┌────────

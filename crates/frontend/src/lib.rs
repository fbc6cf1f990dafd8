pub mod app;
pub mod domain;
pub mod layout;
pub mod shared;

use shared::config::SiteConfig;
use wasm_bindgen::prelude::wasm_bindgen;

#[wasm_bindgen]
pub fn hydrate() {
    // initializes logging using the `log` crate
    _ = console_log::init_with_level(log::Level::Debug);
    console_error_panic_hook::set_once();

    app::run(SiteConfig::default());
}

#[wasm_bindgen(start)]
pub fn start() {
    hydrate();
}
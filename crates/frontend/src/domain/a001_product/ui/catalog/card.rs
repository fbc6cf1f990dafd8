use crate::shared::components::ui::Badge;
use contracts::domain::a001_product::ProductCard;
use leptos::prelude::*;

#[component]
pub fn ProductCardView(card: ProductCard) -> impl IntoView {
    let ProductCard {
        id,
        name,
        price,
        image,
        is_new,
        best_seller,
        href,
    } = card;
    let alt = name.clone();

    view! {
        <div class="product-card" data-id=id>
            <img src=image alt=alt loading="lazy" />
            <div class="product-badges">
                {is_new.then(|| view! { <Badge variant="new">"New"</Badge> })}
                {best_seller.then(|| view! { <Badge variant="bestseller">"Best Seller"</Badge> })}
            </div>
            <div class="product-info">
                <h4>{name}</h4>
                <div class="price">{price}</div>
                <div class="cta">
                    <a class="button button-outline" href=href>"Details"</a>
                </div>
            </div>
        </div>
    }
}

└────────

Wherever the string "filename" is found in the entries, copy the line it sits in.

filename crates/frontend/src/lib.rs
filename crates/frontend/src/domain/a001_product/ui/catalog/card.rs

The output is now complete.